Purpose: Cervical cancer ranks as the fourth leading cause of cancer-related mortality among women. While early-stage cases often respond well to therapy, advanced and recurrent disease remains challenging to manage. This study aimed to elucidate the molecular mechanisms driving cervical cancer progression to uncover potential therapeutic targets. Methods: Quantitative proteomic profiling (LC-MS/MS) was performed to compare protein expression patterns between cervical carcinoma and normal cervical tissues. Validation was conducted through immunoblotting, quantitative PCR, and immunohistochemical analyses. Functional characterization of RCN1 in tumor progression was assessed using cellular assays and animal models.

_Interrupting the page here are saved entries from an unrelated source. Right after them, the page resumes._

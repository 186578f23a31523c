#![no_main]

use std::sync::Arc;

use fieldvault::{FieldRouter, KeyRegistry, PolicyHandle, SymmetricCipher};
use fieldvault_envelope::MasterSecret;
use libfuzzer_sys::fuzz_target;
use once_cell::sync::Lazy;

static ROUTER: Lazy<FieldRouter> = Lazy::new(|| {
    let registry = Arc::new(KeyRegistry::in_memory(MasterSecret::generate().unwrap()));
    registry.generate_keypair("fuzz", "RSA", 1024).unwrap();
    FieldRouter::builder(PolicyHandle::default())
        .symmetric(SymmetricCipher::new(&[0x42; 16]).unwrap())
        .registry(registry)
        .build()
});

const TAGS: &[Option<&str>] = &[None, Some("AES"), Some("RSA"), Some("HYBRID"), Some("DES")];

fuzz_target!(|data: &[u8]| {
    if data.is_empty() {
        return;
    }
    let tag = TAGS[data[0] as usize % TAGS.len()];
    let Ok(payload) = std::str::from_utf8(&data[1..]) else {
        return;
    };

    // Any input: errors are fine, panics are not.
    let _ = ROUTER.decrypt_strict(tag, payload);
    let _ = ROUTER.decrypt_safe(tag, payload);
});
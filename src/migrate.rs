//! Batch operations over stored rows.
//!
//! Each row is handled on its own: a failure is recorded in the report and
//! the batch moves on.

use crate::field::EncryptedField;
use crate::policy::{FieldGroup, StorageMode};
use crate::router::FieldRouter;

const TRACING_TARGET: &str = "fieldvault::migrate";

#[derive(Clone, Debug, PartialEq, Eq)]
pub struct FieldRow {
    pub id: i64,
    pub field: EncryptedField,
}

impl FieldRow {
    pub fn new(id: i64, field: EncryptedField) -> Self {
        Self { id, field }
    }
}

#[derive(Clone, Debug, Default, PartialEq, Eq)]
pub struct MigrationReport {
    pub migrated: usize,
    pub skipped: usize,
    /// Row id and error kind. Never contains values.
    pub failed: Vec<(i64, String)>,
}

impl MigrationReport {
    pub fn total(&self) -> usize {
        self.migrated + self.skipped + self.failed.len()
    }

    pub fn is_clean(&self) -> bool {
        self.failed.is_empty()
    }
}

/// Encrypt rows from their plaintext mirror.
///
/// In transition mode only rows without ciphertext are encrypted. In
/// cipher-only mode every row with a mirror is re-encrypted from it and the
/// mirror is cleared. Rows with an empty or absent mirror are skipped.
pub fn encrypt_legacy(
    router: &FieldRouter,
    group: FieldGroup,
    rows: &mut [FieldRow],
) -> MigrationReport {
    let mut report = MigrationReport::default();
    let clear_mirror = router.storage_mode(group) == StorageMode::CipherOnly;

    for row in rows.iter_mut() {
        let plaintext = match row.field.plaintext.as_deref() {
            Some(p) if !p.is_empty() && (clear_mirror || !row.field.is_encrypted()) => p,
            _ => {
                report.skipped += 1;
                continue;
            }
        };

        match router.encrypt_for_write(plaintext) {
            Ok(encrypted) => {
                row.field.ciphertext = Some(encrypted.payload);
                row.field.algorithm = Some(encrypted.algorithm);
                row.field.key_ref = Some(encrypted.key_ref);
                if clear_mirror {
                    row.field.plaintext = None;
                }
                report.migrated += 1;
            }
            Err(e) => {
                tracing::warn!(target: TRACING_TARGET, row = row.id, kind = e.kind(), "legacy encrypt failed");
                report.failed.push((row.id, e.kind().to_owned()));
            }
        }
    }

    tracing::info!(
        target: TRACING_TARGET,
        ?group,
        migrated = report.migrated,
        skipped = report.skipped,
        failed = report.failed.len(),
        "legacy encryption finished"
    );
    report
}

/// Re-encrypt stored ciphertexts under the current write algorithm and key.
///
/// Rows without ciphertext, or already written under the current key
/// identifier, are skipped. The plaintext mirror is not touched.
pub fn reencrypt(router: &FieldRouter, rows: &mut [FieldRow]) -> MigrationReport {
    let mut report = MigrationReport::default();
    let current = router.current_key_ref().ok();

    for row in rows.iter_mut() {
        let ciphertext = match row.field.ciphertext.as_deref() {
            Some(c) if !c.is_empty() => c,
            _ => {
                report.skipped += 1;
                continue;
            }
        };
        if current.is_some() && row.field.key_ref == current {
            report.skipped += 1;
            continue;
        }

        let result = router
            .decrypt_strict(row.field.tag(), ciphertext)
            .and_then(|plaintext| router.encrypt_for_write(&plaintext));

        match result {
            Ok(encrypted) => {
                row.field.ciphertext = Some(encrypted.payload);
                row.field.algorithm = Some(encrypted.algorithm);
                row.field.key_ref = Some(encrypted.key_ref);
                report.migrated += 1;
            }
            Err(e) => {
                tracing::warn!(target: TRACING_TARGET, row = row.id, kind = e.kind(), "re-encrypt failed");
                report.failed.push((row.id, e.kind().to_owned()));
            }
        }
    }

    tracing::info!(
        target: TRACING_TARGET,
        migrated = report.migrated,
        skipped = report.skipped,
        failed = report.failed.len(),
        "re-encryption finished"
    );
    report
}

To delineate downstream signaling, IP-MS was employed in RCN1-deficient cells, followed by immunoblotting to examine alterations in KIF14 and PI3K-AKT-mTOR pathway components. Results: Elevated RCN1 expression was observed in cervical cancer patients with lymphatic dissemination and disease recurrence, correlating with unfavorable clinical outcomes. Genetic manipulation studies demonstrated RCN1's role in enhancing neoplastic proliferation, motility, and invasive capacity. In vivo experiments confirmed that RCN1 overexpression potentiated pulmonary metastasis. Mechanistically, RCN1 was found to interact with KIF14, a known regulator of AKT phosphorylation, thereby activating the PI3K-AKT-mTOR signaling axis. Conclusion: Our findings identify RCN1 as a clinically significant biomarker associated with aggressive cervical cancer phenotypes. The RCN1-KIF14 interaction promotes oncogenic signaling through PI3K-AKT-mTOR pathway activation, suggesting novel intervention strategies for metastatic cervical carcinoma management.